YOUR GOAL ▸
Each line in the records that mentions the word "this" needs to be listed.

INFORMATION GIVEN ▸
※ ※ ※
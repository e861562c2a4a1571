//! Registry runner.
//!
//! Iterates a [`Registry`] in order, dispatches each entry by kind, records
//! every verdict in a caller-owned [`Results`] map and logs a report through
//! a run-scoped subscriber.
//!
//! # Example
//!
//! ```
//! use ta_crosscheck_core::adapter::{CandidateLibrary, FnCandidate, FnReference, ReferenceLibrary};
//! use ta_crosscheck_core::logging::{LogConfig, SharedBuffer, Verbosity};
//! use ta_crosscheck_core::params::Params;
//! use ta_crosscheck_core::registry::{Registry, RunOrigin, TestSpec};
//! use ta_crosscheck_core::runner::{Results, RunOptions, RunStatus, Runner};
//! use ta_crosscheck_core::series::{IndicatorResult, NamedSeries};
//! use ta_crosscheck_core::table::PriceTable;
//!
//! fn ident(inputs: &[&[f64]], params: &Params) -> ta_crosscheck_core::Result<IndicatorResult> {
//!     Ok(IndicatorResult::from_outputs(vec![NamedSeries::new("out", inputs[0].to_vec())], params.clone()))
//! }
//!
//! let mut candidates = CandidateLibrary::new();
//! candidates.register(FnCandidate::new("ident", ident));
//! let mut references = ReferenceLibrary::new();
//! references.register(FnReference::new("IDENT", ident));
//!
//! let table = PriceTable::from_closes(&[1.0, 2.0, 3.0]);
//! let registry = Registry::new().with("ident", TestSpec::new());
//!
//! let buffer = SharedBuffer::new();
//! let options = RunOptions::default().with_log(LogConfig::buffered(&buffer, Verbosity::Normal));
//! let mut results = Results::new();
//!
//! let status = Runner::new(&table, &candidates, &references)
//!     .run(&registry, &options, RunOrigin::Embedded, &mut results);
//! assert_eq!(status, RunStatus::Passed);
//! assert_eq!(results.get("ident"), Some(true));
//! assert!(buffer.contents().contains("[+] Global Result: true"));
//! ```

use std::any::Any;
use std::collections::BTreeMap;
use std::panic::{self, AssertUnwindSafe};

use tracing::{debug, error, info, warn};

use crate::adapter::{CandidateLibrary, ReferenceLibrary};
use crate::logging::LogConfig;
use crate::registry::{CustomCheck, Registry, RunOrigin, TestEntry, TestSpec};
use crate::report;
use crate::resolve::{compare, MinperiodsCheck, Overrides};
use crate::table::PriceTable;

/// Verdicts by test name.
///
/// Owned by the caller and passed into every run, so `SameAs` entries can see
/// verdicts from earlier runs as well as from earlier entries of this one.
#[derive(Debug, Clone, Default, PartialEq, Eq)]
pub struct Results(BTreeMap<String, bool>);

impl Results {
    /// An empty result map.
    #[must_use]
    pub fn new() -> Self {
        Self::default()
    }

    /// Verdict recorded for `name`.
    #[must_use]
    pub fn get(&self, name: &str) -> Option<bool> {
        self.0.get(name).copied()
    }

    /// Records a verdict, replacing any previous one.
    pub fn insert(&mut self, name: impl Into<String>, passed: bool) {
        self.0.insert(name.into(), passed);
    }

    /// True when every recorded verdict passed. An empty map passes.
    #[must_use]
    pub fn all_passed(&self) -> bool {
        self.0.values().all(|&v| v)
    }

    /// Names of the failed tests.
    pub fn failed(&self) -> impl Iterator<Item = &str> {
        self.0.iter().filter(|(_, v)| !**v).map(|(k, _)| k.as_str())
    }

    /// Number of recorded verdicts.
    #[must_use]
    pub fn len(&self) -> usize {
        self.0.len()
    }

    /// Returns true if nothing has been recorded.
    #[must_use]
    pub fn is_empty(&self) -> bool {
        self.0.is_empty()
    }

    /// `(name, verdict)` pairs in name order.
    pub fn iter(&self) -> impl Iterator<Item = (&str, bool)> {
        self.0.iter().map(|(k, v)| (k.as_str(), *v))
    }
}

/// Options for one run.
#[derive(Debug, Clone, Default)]
pub struct RunOptions {
    /// Run only the entry with this name.
    pub name: Option<String>,
    /// Log the registered names and run nothing.
    pub list_names: bool,
    /// Run-wide rounding, warm-up and parameter overrides.
    pub overrides: Overrides,
    /// Log destination and verbosity.
    pub log: LogConfig,
}

impl RunOptions {
    /// Restricts the run to one test.
    #[must_use]
    pub fn with_name(mut self, name: impl Into<String>) -> Self {
        self.name = Some(name.into());
        self
    }

    /// Switches to list-names mode.
    #[must_use]
    pub fn listing(mut self) -> Self {
        self.list_names = true;
        self
    }

    /// Sets the run-wide overrides.
    #[must_use]
    pub fn with_overrides(mut self, overrides: Overrides) -> Self {
        self.overrides = overrides;
        self
    }

    /// Sets the log configuration.
    #[must_use]
    pub fn with_log(mut self, log: LogConfig) -> Self {
        self.log = log;
        self
    }

    fn selects(&self, name: &str) -> bool {
        self.name.as_deref().map_or(true, |n| n == name)
    }
}

/// How a run ended.
#[derive(Debug, Clone, Copy, PartialEq, Eq)]
pub enum RunStatus {
    /// Names were listed; nothing ran.
    Listed,
    /// Every recorded verdict passed.
    Passed,
    /// At least one recorded verdict failed.
    Failed,
}

impl RunStatus {
    /// True unless some test failed.
    #[must_use]
    pub fn success(self) -> bool {
        !matches!(self, Self::Failed)
    }

    /// Process exit code: 0 on success, 1 on failure.
    #[must_use]
    pub fn exit_code(self) -> i32 {
        if self.success() {
            0
        } else {
            1
        }
    }
}

fn progress_rule() -> String {
    format!("[+]{}", "-".repeat(report::RULE_WIDTH - 4))
}

fn panic_message(payload: &(dyn Any + Send)) -> &str {
    if let Some(s) = payload.downcast_ref::<&str>() {
        s
    } else if let Some(s) = payload.downcast_ref::<String>() {
        s
    } else {
        "<non-string panic payload>"
    }
}

/// Runs registries against one price table and one pair of libraries.
#[derive(Debug, Clone, Copy)]
pub struct Runner<'a> {
    table: &'a PriceTable,
    candidates: &'a CandidateLibrary,
    references: &'a ReferenceLibrary,
}

impl<'a> Runner<'a> {
    /// Creates a runner.
    #[must_use]
    pub fn new(table: &'a PriceTable, candidates: &'a CandidateLibrary, references: &'a ReferenceLibrary) -> Self {
        Self {
            table,
            candidates,
            references,
        }
    }

    /// Runs every selected entry of `registry`, recording verdicts in `results`.
    ///
    /// The returned status covers every verdict in `results`, including ones
    /// recorded by earlier runs. Embedded runs log to standard error unless
    /// the options name another non-stdout target.
    pub fn run(
        &self,
        registry: &Registry,
        options: &RunOptions,
        origin: RunOrigin,
        results: &mut Results,
    ) -> RunStatus {
        let _guard = options.log.for_origin(origin).install();

        info!("");
        info!("[+] From main        : {}", origin == RunOrigin::EntryPoint);
        if options.list_names {
            info!("{}", registry.names().collect::<Vec<_>>().join(", "));
            return RunStatus::Listed;
        }

        for (name, entry) in registry.iter() {
            if !options.selects(name) {
                continue;
            }
            let passed = self.run_entry(name, entry, options, origin, results);
            results.insert(name, passed);
        }

        let all_good = results.all_passed();
        info!("{}", progress_rule());
        info!("[+] Global Result: {all_good}");
        if all_good {
            RunStatus::Passed
        } else {
            RunStatus::Failed
        }
    }

    fn run_entry(
        &self,
        name: &str,
        entry: &TestEntry,
        options: &RunOptions,
        origin: RunOrigin,
        results: &Results,
    ) -> bool {
        info!("{}", progress_rule());
        info!("[+] Running test for : {name}");
        info!("[+] Testdata is      : {entry:?}");

        match entry {
            TestEntry::SameAs(other) => {
                let verdict = results.get(other).unwrap_or(false);
                info!("[+] Test completed with : {other}");
                info!("[+] Test result         : {verdict}");
                verdict
            }
            TestEntry::Custom(check) => run_custom(&**check, origin),
            TestEntry::Indicator(spec) => self.run_indicator(name, spec, &options.overrides),
        }
    }

    fn run_indicator(&self, name: &str, spec: &TestSpec, overrides: &Overrides) -> bool {
        let comparison = match compare(name, spec, self.table, self.candidates, self.references, overrides) {
            Ok(c) => c,
            Err(e) => {
                error!("[-] {e}");
                return false;
            }
        };

        let reconciliation = &comparison.reconciliation;
        if !reconciliation.unpaired.is_empty() {
            warn!(
                "[-] Outputs without a counterpart (not compared): {}",
                reconciliation.unpaired.join(", ")
            );
        }
        for output in reconciliation.outputs.iter().filter(|o| !o.verdict.passed()) {
            info!("[-] Output {} vs {}: {}", output.name, output.reference_name, output.verdict);
        }
        if let MinperiodsCheck::Mismatched { .. } = comparison.minperiods_check {
            info!("[-] Minperiods check: {}", comparison.minperiods_check);
        }

        let passed = comparison.passed();
        info!("[+] Result: {passed}");

        if tracing::enabled!(tracing::Level::DEBUG) {
            for line in report::header(&comparison) {
                debug!("{line}");
            }
            debug!("{}", report::table(reconciliation).trim_end());
        }
        passed
    }
}

fn run_custom(check: &dyn CustomCheck, origin: RunOrigin) -> bool {
    info!("[+] Calling custom check");
    let verdict = match panic::catch_unwind(AssertUnwindSafe(|| check.run(origin))) {
        Ok(Ok(v)) => v,
        Ok(Err(failure)) => {
            let location = failure.location();
            error!("[-] Assertion message \"{}\"", failure.message());
            error!("[-] File {} / Line {}", location.file(), location.line());
            false
        }
        Err(payload) => {
            error!("[-] Check panicked: \"{}\"", panic_message(payload.as_ref()));
            false
        }
    };
    info!("[+] Test completed with : {verdict}");
    verdict
}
※ ※ ※
REPLY TO THE TASK ▸
/// verdicts from earlier runs as well as from earlier entries of this one.
    /// Run only the entry with this name.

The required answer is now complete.